[SUPPLIED ENTRIES Boundary: Start]
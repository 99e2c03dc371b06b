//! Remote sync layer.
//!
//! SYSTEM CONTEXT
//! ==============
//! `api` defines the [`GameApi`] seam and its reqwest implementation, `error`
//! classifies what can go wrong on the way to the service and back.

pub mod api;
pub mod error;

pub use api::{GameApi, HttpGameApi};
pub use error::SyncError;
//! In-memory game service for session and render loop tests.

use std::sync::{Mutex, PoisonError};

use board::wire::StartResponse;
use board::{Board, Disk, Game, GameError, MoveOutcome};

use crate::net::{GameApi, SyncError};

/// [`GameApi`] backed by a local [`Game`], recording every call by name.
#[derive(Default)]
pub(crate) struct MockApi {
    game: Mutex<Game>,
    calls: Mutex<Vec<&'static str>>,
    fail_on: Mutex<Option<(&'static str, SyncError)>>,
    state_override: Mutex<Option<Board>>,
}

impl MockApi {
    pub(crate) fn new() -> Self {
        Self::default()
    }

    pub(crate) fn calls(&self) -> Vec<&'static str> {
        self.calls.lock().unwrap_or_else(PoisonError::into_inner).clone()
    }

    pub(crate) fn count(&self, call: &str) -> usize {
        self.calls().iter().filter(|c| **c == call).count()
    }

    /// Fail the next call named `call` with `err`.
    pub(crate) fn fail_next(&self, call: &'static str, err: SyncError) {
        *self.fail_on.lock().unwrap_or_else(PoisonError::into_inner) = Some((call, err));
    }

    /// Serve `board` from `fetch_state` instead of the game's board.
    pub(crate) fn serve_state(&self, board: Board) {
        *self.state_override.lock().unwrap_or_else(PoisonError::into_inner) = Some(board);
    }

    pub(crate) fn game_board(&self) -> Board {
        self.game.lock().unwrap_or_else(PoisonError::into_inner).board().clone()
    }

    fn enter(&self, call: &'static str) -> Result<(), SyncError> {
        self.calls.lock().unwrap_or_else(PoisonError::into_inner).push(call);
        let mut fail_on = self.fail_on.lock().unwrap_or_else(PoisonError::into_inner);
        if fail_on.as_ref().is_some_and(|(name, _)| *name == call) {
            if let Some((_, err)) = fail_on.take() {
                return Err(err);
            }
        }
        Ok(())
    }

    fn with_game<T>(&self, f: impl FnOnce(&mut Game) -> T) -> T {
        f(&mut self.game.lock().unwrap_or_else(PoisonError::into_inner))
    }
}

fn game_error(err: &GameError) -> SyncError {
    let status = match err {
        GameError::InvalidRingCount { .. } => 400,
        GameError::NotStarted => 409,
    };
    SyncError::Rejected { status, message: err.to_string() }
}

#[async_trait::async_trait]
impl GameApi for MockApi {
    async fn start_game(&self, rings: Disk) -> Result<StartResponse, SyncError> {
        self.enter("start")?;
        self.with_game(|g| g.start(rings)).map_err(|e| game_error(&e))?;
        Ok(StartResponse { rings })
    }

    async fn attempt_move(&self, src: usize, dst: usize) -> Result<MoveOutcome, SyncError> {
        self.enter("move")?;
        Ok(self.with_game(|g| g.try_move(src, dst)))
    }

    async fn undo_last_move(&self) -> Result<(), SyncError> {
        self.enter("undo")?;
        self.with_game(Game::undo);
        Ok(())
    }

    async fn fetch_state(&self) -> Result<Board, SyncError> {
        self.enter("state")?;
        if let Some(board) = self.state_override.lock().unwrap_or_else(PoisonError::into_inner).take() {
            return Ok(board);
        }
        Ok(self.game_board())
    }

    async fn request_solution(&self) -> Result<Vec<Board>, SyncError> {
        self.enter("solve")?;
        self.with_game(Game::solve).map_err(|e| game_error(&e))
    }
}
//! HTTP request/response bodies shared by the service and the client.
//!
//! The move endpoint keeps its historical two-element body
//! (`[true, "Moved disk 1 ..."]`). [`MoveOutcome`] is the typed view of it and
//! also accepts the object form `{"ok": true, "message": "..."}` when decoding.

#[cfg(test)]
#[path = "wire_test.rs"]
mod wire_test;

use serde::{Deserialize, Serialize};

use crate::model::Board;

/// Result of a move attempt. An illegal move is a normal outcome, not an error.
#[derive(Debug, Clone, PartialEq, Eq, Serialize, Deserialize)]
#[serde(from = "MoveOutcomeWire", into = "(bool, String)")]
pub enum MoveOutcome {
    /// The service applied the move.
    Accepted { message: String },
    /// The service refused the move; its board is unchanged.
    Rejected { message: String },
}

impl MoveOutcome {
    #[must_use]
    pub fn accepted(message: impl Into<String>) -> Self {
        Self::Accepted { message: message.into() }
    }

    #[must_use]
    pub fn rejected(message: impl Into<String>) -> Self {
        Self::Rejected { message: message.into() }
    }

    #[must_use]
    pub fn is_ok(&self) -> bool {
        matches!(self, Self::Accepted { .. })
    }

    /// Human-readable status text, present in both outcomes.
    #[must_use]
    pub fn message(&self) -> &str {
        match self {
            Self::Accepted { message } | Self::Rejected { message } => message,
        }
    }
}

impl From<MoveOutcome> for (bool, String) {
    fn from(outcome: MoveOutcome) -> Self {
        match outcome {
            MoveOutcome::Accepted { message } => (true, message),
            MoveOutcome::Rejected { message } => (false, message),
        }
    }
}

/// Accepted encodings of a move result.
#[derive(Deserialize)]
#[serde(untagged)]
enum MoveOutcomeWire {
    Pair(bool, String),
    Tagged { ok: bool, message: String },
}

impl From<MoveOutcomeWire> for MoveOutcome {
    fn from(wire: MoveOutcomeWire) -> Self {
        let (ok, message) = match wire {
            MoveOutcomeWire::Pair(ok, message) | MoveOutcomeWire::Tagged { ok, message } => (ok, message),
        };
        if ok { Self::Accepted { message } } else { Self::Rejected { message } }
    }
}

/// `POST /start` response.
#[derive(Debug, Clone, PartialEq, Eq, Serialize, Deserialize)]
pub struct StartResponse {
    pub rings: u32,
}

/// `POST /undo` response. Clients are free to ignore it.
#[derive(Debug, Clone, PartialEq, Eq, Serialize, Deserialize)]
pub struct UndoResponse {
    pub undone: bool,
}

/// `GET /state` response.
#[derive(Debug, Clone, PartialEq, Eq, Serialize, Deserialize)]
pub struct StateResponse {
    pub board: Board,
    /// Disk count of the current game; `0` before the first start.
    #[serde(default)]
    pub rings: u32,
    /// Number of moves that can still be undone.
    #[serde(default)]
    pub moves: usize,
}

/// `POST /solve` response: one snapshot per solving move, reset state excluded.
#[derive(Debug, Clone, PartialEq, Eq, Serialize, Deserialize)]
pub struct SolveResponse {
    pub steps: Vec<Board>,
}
[SUPPLIED ENTRIES Boundary: End]
ABOUT THIS TASK
Quote each line above in full, word for word.

RESPONSE FOR THIS EXERCISE
repository 99e2c03dc371b06b
//! Remote sync layer.
//!
//! SYSTEM CONTEXT
//! ==============
//! `api` defines the [`GameApi`] seam and its reqwest implementation, `error`
//! classifies what can go wrong on the way to the service and back.

pub mod api;
pub mod error;

pub use api::{GameApi, HttpGameApi};
pub use error::SyncError;
//! In-memory game service for session and render loop tests.

use std::sync::{Mutex, PoisonError};

use board::wire::StartResponse;
use board::{Board, Disk, Game, GameError, MoveOutcome};

use crate::net::{GameApi, SyncError};

/// [`GameApi`] backed by a local [`Game`], recording every call by name.
#[derive(Default)]
pub(crate) struct MockApi {
    game: Mutex<Game>,
    calls: Mutex<Vec<&'static str>>,
    fail_on: Mutex<Option<(&'static str, SyncError)>>,
    state_override: Mutex<Option<Board>>,
}

impl MockApi {
    pub(crate) fn new() -> Self {
        Self::default()
    }

    pub(crate) fn calls(&self) -> Vec<&'static str> {
        self.calls.lock().unwrap_or_else(PoisonError::into_inner).clone()
    }

    pub(crate) fn count(&self, call: &str) -> usize {
        self.calls().iter().filter(|c| **c == call).count()
    }

    /// Fail the next call named `call` with `err`.
    pub(crate) fn fail_next(&self, call: &'static str, err: SyncError) {
        *self.fail_on.lock().unwrap_or_else(PoisonError::into_inner) = Some((call, err));
    }

    /// Serve `board` from `fetch_state` instead of the game's board.
    pub(crate) fn serve_state(&self, board: Board) {
        *self.state_override.lock().unwrap_or_else(PoisonError::into_inner) = Some(board);
    }

    pub(crate) fn game_board(&self) -> Board {
        self.game.lock().unwrap_or_else(PoisonError::into_inner).board().clone()
    }

    fn enter(&self, call: &'static str) -> Result<(), SyncError> {
        self.calls.lock().unwrap_or_else(PoisonError::into_inner).push(call);
        let mut fail_on = self.fail_on.lock().unwrap_or_else(PoisonError::into_inner);
        if fail_on.as_ref().is_some_and(|(name, _)| *name == call) {
            if let Some((_, err)) = fail_on.take() {
                return Err(err);
            }
        }
        Ok(())
    }

    fn with_game<T>(&self, f: impl FnOnce(&mut Game) -> T) -> T {
        f(&mut self.game.lock().unwrap_or_else(PoisonError::into_inner))
    }
}

fn game_error(err: &GameError) -> SyncError {
    let status = match err {
        GameError::InvalidRingCount { .. } => 400,
        GameError::NotStarted => 409,
    };
    SyncError::Rejected { status, message: err.to_string() }
}

#[async_trait::async_trait]
impl GameApi for MockApi {
    async fn start_game(&self, rings: Disk) -> Result<StartResponse, SyncError> {
        self.enter("start")?;
        self.with_game(|g| g.start(rings)).map_err(|e| game_error(&e))?;
        Ok(StartResponse { rings })
    }

    async fn attempt_move(&self, src: usize, dst: usize) -> Result<MoveOutcome, SyncError> {
        self.enter("move")?;
        Ok(self.with_game(|g| g.try_move(src, dst)))
    }

    async fn undo_last_move(&self) -> Result<(), SyncError> {
        self.enter("undo")?;
        self.with_game(Game::undo);
        Ok(())
    }

    async fn fetch_state(&self) -> Result<Board, SyncError> {
        self.enter("state")?;
        if let Some(board) = self.state_override.lock().unwrap_or_else(PoisonError::into_inner).take() {
            return Ok(board);
        }
        Ok(self.game_board())
    }

    async fn request_solution(&self) -> Result<Vec<Board>, SyncError> {
        self.enter("solve")?;
        self.with_game(Game::solve).map_err(|e| game_error(&e))
    }
}
//! HTTP request/response bodies shared by the service and the client.
//!
//! The move endpoint keeps its historical two-element body
//! (`[true, "Moved disk 1 ..."]`). [`MoveOutcome`] is the typed view of it and
//! also accepts the object form `{"ok": true, "message": "..."}` when decoding.

#[cfg(test)]
#[path = "wire_test.rs"]
mod wire_test;

use serde::{Deserialize, Serialize};

use crate::model::Board;

/// Result of a move attempt. An illegal move is a normal outcome, not an error.
#[derive(Debug, Clone, PartialEq, Eq, Serialize, Deserialize)]
#[serde(from = "MoveOutcomeWire", into = "(bool, String)")]
pub enum MoveOutcome {
    /// The service applied the move.
    Accepted { message: String },
    /// The service refused the move; its board is unchanged.
    Rejected { message: String },
}

impl MoveOutcome {
    #[must_use]
    pub fn accepted(message: impl Into<String>) -> Self {
        Self::Accepted { message: message.into() }
    }

    #[must_use]
    pub fn rejected(message: impl Into<String>) -> Self {
        Self::Rejected { message: message.into() }
    }

    #[must_use]
    pub fn is_ok(&self) -> bool {
        matches!(self, Self::Accepted { .. })
    }

    /// Human-readable status text, present in both outcomes.
    #[must_use]
    pub fn message(&self) -> &str {
        match self {
            Self::Accepted { message } | Self::Rejected { message } => message,
        }
    }
}

impl From<MoveOutcome> for (bool, String) {
    fn from(outcome: MoveOutcome) -> Self {
        match outcome {
            MoveOutcome::Accepted { message } => (true, message),
            MoveOutcome::Rejected { message } => (false, message),
        }
    }
}

/// Accepted encodings of a move result.
#[derive(Deserialize)]
#[serde(untagged)]
enum MoveOutcomeWire {
    Pair(bool, String),
    Tagged { ok: bool, message: String },
}

impl From<MoveOutcomeWire> for MoveOutcome {
    fn from(wire: MoveOutcomeWire) -> Self {
        let (ok, message) = match wire {
            MoveOutcomeWire::Pair(ok, message) | MoveOutcomeWire::Tagged { ok, message } => (ok, message),
        };
        if ok { Self::Accepted { message } } else { Self::Rejected { message } }
    }
}

/// `POST /start` response.
#[derive(Debug, Clone, PartialEq, Eq, Serialize, Deserialize)]
pub struct StartResponse {
    pub rings: u32,
}

/// `POST /undo` response. Clients are free to ignore it.
#[derive(Debug, Clone, PartialEq, Eq, Serialize, Deserialize)]
pub struct UndoResponse {
    pub undone: bool,
}

/// `GET /state` response.
#[derive(Debug, Clone, PartialEq, Eq, Serialize, Deserialize)]
pub struct StateResponse {
    pub board: Board,
    /// Disk count of the current game; `0` before the first start.
    #[serde(default)]
    pub rings: u32,
    /// Number of moves that can still be undone.
    #[serde(default)]
    pub moves: usize,
}

/// `POST /solve` response: one snapshot per solving move, reset state excluded.
#[derive(Debug, Clone, PartialEq, Eq, Serialize, Deserialize)]
pub struct SolveResponse {
    pub steps: Vec<Board>,
}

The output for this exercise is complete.